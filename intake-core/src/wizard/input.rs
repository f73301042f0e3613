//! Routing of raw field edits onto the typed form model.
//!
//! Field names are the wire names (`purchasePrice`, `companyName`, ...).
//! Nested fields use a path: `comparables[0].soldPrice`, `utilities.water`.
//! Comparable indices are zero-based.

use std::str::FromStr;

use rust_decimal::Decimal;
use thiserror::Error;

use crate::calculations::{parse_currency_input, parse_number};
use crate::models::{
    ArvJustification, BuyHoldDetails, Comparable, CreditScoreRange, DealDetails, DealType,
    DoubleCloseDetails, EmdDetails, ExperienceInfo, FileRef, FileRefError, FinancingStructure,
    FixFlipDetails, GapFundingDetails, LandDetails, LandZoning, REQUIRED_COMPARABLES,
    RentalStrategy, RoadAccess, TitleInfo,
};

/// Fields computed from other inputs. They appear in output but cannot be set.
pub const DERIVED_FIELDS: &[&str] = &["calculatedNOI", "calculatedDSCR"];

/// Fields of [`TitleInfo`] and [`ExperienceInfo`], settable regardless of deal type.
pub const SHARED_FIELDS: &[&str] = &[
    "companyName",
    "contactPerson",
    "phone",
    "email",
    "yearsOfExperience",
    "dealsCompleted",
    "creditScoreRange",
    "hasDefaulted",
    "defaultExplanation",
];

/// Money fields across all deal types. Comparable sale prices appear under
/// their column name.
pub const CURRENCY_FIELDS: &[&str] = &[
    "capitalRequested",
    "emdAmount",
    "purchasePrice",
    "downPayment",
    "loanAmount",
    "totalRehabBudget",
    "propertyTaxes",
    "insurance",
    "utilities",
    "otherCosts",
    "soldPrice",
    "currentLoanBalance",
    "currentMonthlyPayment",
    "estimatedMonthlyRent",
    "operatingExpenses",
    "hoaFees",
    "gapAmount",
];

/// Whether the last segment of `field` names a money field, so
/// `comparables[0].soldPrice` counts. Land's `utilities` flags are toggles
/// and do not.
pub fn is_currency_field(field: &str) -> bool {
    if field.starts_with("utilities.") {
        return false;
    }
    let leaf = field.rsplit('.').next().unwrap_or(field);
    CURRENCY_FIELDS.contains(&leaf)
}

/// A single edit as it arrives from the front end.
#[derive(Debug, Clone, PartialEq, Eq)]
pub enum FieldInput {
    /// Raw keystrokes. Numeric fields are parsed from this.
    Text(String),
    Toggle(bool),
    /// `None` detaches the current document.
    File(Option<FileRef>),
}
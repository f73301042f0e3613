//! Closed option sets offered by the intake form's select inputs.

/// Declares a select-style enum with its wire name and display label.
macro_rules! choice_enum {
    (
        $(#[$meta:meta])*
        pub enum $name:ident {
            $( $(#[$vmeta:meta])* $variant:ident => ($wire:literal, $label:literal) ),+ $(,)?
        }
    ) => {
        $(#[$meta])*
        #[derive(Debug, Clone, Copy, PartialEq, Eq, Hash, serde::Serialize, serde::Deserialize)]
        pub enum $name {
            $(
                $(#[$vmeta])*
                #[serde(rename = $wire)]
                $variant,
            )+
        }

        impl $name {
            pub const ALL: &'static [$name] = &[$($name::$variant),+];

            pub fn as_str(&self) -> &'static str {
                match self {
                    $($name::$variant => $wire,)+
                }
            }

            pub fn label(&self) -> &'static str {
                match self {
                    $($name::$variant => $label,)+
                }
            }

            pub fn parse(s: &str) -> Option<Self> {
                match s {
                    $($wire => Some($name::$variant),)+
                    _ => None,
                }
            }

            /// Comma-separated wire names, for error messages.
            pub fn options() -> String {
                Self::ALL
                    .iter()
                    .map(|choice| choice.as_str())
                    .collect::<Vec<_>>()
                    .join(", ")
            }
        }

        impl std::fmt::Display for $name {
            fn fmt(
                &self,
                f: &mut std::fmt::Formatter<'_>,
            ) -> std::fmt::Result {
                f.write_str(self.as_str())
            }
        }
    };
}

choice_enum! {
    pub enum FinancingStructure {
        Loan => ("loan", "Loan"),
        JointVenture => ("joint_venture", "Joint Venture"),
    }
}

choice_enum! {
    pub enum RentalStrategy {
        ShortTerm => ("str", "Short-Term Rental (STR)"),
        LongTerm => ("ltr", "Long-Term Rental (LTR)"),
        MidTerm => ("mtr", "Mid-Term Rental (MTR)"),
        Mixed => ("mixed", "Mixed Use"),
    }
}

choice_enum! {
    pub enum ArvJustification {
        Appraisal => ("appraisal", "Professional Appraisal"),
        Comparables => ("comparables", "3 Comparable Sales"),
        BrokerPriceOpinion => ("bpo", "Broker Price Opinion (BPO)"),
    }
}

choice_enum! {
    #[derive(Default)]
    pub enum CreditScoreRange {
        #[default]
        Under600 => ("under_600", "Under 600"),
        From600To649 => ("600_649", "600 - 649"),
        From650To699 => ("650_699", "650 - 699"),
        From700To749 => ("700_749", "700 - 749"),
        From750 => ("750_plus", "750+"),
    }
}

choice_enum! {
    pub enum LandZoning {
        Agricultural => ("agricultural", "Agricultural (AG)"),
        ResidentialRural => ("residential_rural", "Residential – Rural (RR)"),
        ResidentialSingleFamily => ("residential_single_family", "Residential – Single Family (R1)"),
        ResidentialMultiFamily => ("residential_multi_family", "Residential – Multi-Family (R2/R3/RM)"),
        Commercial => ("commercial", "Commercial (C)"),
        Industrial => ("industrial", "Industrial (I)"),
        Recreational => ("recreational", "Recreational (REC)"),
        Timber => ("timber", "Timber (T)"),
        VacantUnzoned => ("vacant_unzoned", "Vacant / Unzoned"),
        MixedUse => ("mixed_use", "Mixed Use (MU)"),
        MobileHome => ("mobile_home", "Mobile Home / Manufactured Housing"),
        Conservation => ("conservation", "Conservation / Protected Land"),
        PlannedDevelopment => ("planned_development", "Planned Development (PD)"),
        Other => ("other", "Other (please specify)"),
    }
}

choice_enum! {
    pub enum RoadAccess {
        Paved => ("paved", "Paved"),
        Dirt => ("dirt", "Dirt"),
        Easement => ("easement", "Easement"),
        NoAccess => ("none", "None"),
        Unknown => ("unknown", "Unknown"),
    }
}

WHAT TO PRODUCE :: Exactly as shown above, return all of the entries.

ANSWER TO THIS EXERCISE ::
filename intake-core/src/wizard/input.rs
repository f73301042f0e3613
//! Routing of raw field edits onto the typed form model.
//!
//! Field names are the wire names (`purchasePrice`, `companyName`, ...).
//! Nested fields use a path: `comparables[0].soldPrice`, `utilities.water`.
//! Comparable indices are zero-based.

use std::str::FromStr;

use rust_decimal::Decimal;
use thiserror::Error;

use crate::calculations::{parse_currency_input, parse_number};
use crate::models::{
    ArvJustification, BuyHoldDetails, Comparable, CreditScoreRange, DealDetails, DealType,
    DoubleCloseDetails, EmdDetails, ExperienceInfo, FileRef, FileRefError, FinancingStructure,
    FixFlipDetails, GapFundingDetails, LandDetails, LandZoning, REQUIRED_COMPARABLES,
    RentalStrategy, RoadAccess, TitleInfo,
};

/// Fields computed from other inputs. They appear in output but cannot be set.
pub const DERIVED_FIELDS: &[&str] = &["calculatedNOI", "calculatedDSCR"];

/// Fields of [`TitleInfo`] and [`ExperienceInfo`], settable regardless of deal type.
pub const SHARED_FIELDS: &[&str] = &[
    "companyName",
    "contactPerson",
    "phone",
    "email",
    "yearsOfExperience",
    "dealsCompleted",
    "creditScoreRange",
    "hasDefaulted",
    "defaultExplanation",
];

/// Money fields across all deal types. Comparable sale prices appear under
/// their column name.
pub const CURRENCY_FIELDS: &[&str] = &[
    "capitalRequested",
    "emdAmount",
    "purchasePrice",
    "downPayment",
    "loanAmount",
    "totalRehabBudget",
    "propertyTaxes",
    "insurance",
    "utilities",
    "otherCosts",
    "soldPrice",
    "currentLoanBalance",
    "currentMonthlyPayment",
    "estimatedMonthlyRent",
    "operatingExpenses",
    "hoaFees",
    "gapAmount",
];

/// Whether the last segment of `field` names a money field, so
/// `comparables[0].soldPrice` counts. Land's `utilities` flags are toggles
/// and do not.
pub fn is_currency_field(field: &str) -> bool {
    if field.starts_with("utilities.") {
        return false;
    }
    let leaf = field.rsplit('.').next().unwrap_or(field);
    CURRENCY_FIELDS.contains(&leaf)
}

/// A single edit as it arrives from the front end.
#[derive(Debug, Clone, PartialEq, Eq)]
pub enum FieldInput {
    /// Raw keystrokes. Numeric fields are parsed from this.
    Text(String),
    Toggle(bool),
    /// `None` detaches the current document.
    File(Option<FileRef>),
}
repository f73301042f0e3613
//! Closed option sets offered by the intake form's select inputs.

/// Declares a select-style enum with its wire name and display label.
macro_rules! choice_enum {
    (
        $(#[$meta:meta])*
        pub enum $name:ident {
            $( $(#[$vmeta:meta])* $variant:ident => ($wire:literal, $label:literal) ),+ $(,)?
        }
    ) => {
        $(#[$meta])*
        #[derive(Debug, Clone, Copy, PartialEq, Eq, Hash, serde::Serialize, serde::Deserialize)]
        pub enum $name {
            $(
                $(#[$vmeta])*
                #[serde(rename = $wire)]
                $variant,
            )+
        }

        impl $name {
            pub const ALL: &'static [$name] = &[$($name::$variant),+];

            pub fn as_str(&self) -> &'static str {
                match self {
                    $($name::$variant => $wire,)+
                }
            }

            pub fn label(&self) -> &'static str {
                match self {
                    $($name::$variant => $label,)+
                }
            }

            pub fn parse(s: &str) -> Option<Self> {
                match s {
                    $($wire => Some($name::$variant),)+
                    _ => None,
                }
            }

            /// Comma-separated wire names, for error messages.
            pub fn options() -> String {
                Self::ALL
                    .iter()
                    .map(|choice| choice.as_str())
                    .collect::<Vec<_>>()
                    .join(", ")
            }
        }

        impl std::fmt::Display for $name {
            fn fmt(
                &self,
                f: &mut std::fmt::Formatter<'_>,
            ) -> std::fmt::Result {
                f.write_str(self.as_str())
            }
        }
    };
}

choice_enum! {
    pub enum FinancingStructure {
        Loan => ("loan", "Loan"),
        JointVenture => ("joint_venture", "Joint Venture"),
    }
}

choice_enum! {
    pub enum RentalStrategy {
        ShortTerm => ("str", "Short-Term Rental (STR)"),
        LongTerm => ("ltr", "Long-Term Rental (LTR)"),
        MidTerm => ("mtr", "Mid-Term Rental (MTR)"),
        Mixed => ("mixed", "Mixed Use"),
    }
}

choice_enum! {
    pub enum ArvJustification {
        Appraisal => ("appraisal", "Professional Appraisal"),
        Comparables => ("comparables", "3 Comparable Sales"),
        BrokerPriceOpinion => ("bpo", "Broker Price Opinion (BPO)"),
    }
}

choice_enum! {
    #[derive(Default)]
    pub enum CreditScoreRange {
        #[default]
        Under600 => ("under_600", "Under 600"),
        From600To649 => ("600_649", "600 - 649"),
        From650To699 => ("650_699", "650 - 699"),
        From700To749 => ("700_749", "700 - 749"),
        From750 => ("750_plus", "750+"),
    }
}

choice_enum! {
    pub enum LandZoning {
        Agricultural => ("agricultural", "Agricultural (AG)"),
        ResidentialRural => ("residential_rural", "Residential – Rural (RR)"),
        ResidentialSingleFamily => ("residential_single_family", "Residential – Single Family (R1)"),
        ResidentialMultiFamily => ("residential_multi_family", "Residential – Multi-Family (R2/R3/RM)"),
        Commercial => ("commercial", "Commercial (C)"),
        Industrial => ("industrial", "Industrial (I)"),
        Recreational => ("recreational", "Recreational (REC)"),
        Timber => ("timber", "Timber (T)"),
        VacantUnzoned => ("vacant_unzoned", "Vacant / Unzoned"),
        MixedUse => ("mixed_use", "Mixed Use (MU)"),
        MobileHome => ("mobile_home", "Mobile Home / Manufactured Housing"),
        Conservation => ("conservation", "Conservation / Protected Land"),
        PlannedDevelopment => ("planned_development", "Planned Development (PD)"),
        Other => ("other", "Other (please specify)"),
    }
}

choice_enum! {
    pub enum RoadAccess {
        Paved => ("paved", "Paved"),
        Dirt => ("dirt", "Dirt"),
        Easement => ("easement", "Easement"),
        NoAccess => ("none", "None"),
        Unknown => ("unknown", "Unknown"),
    }
}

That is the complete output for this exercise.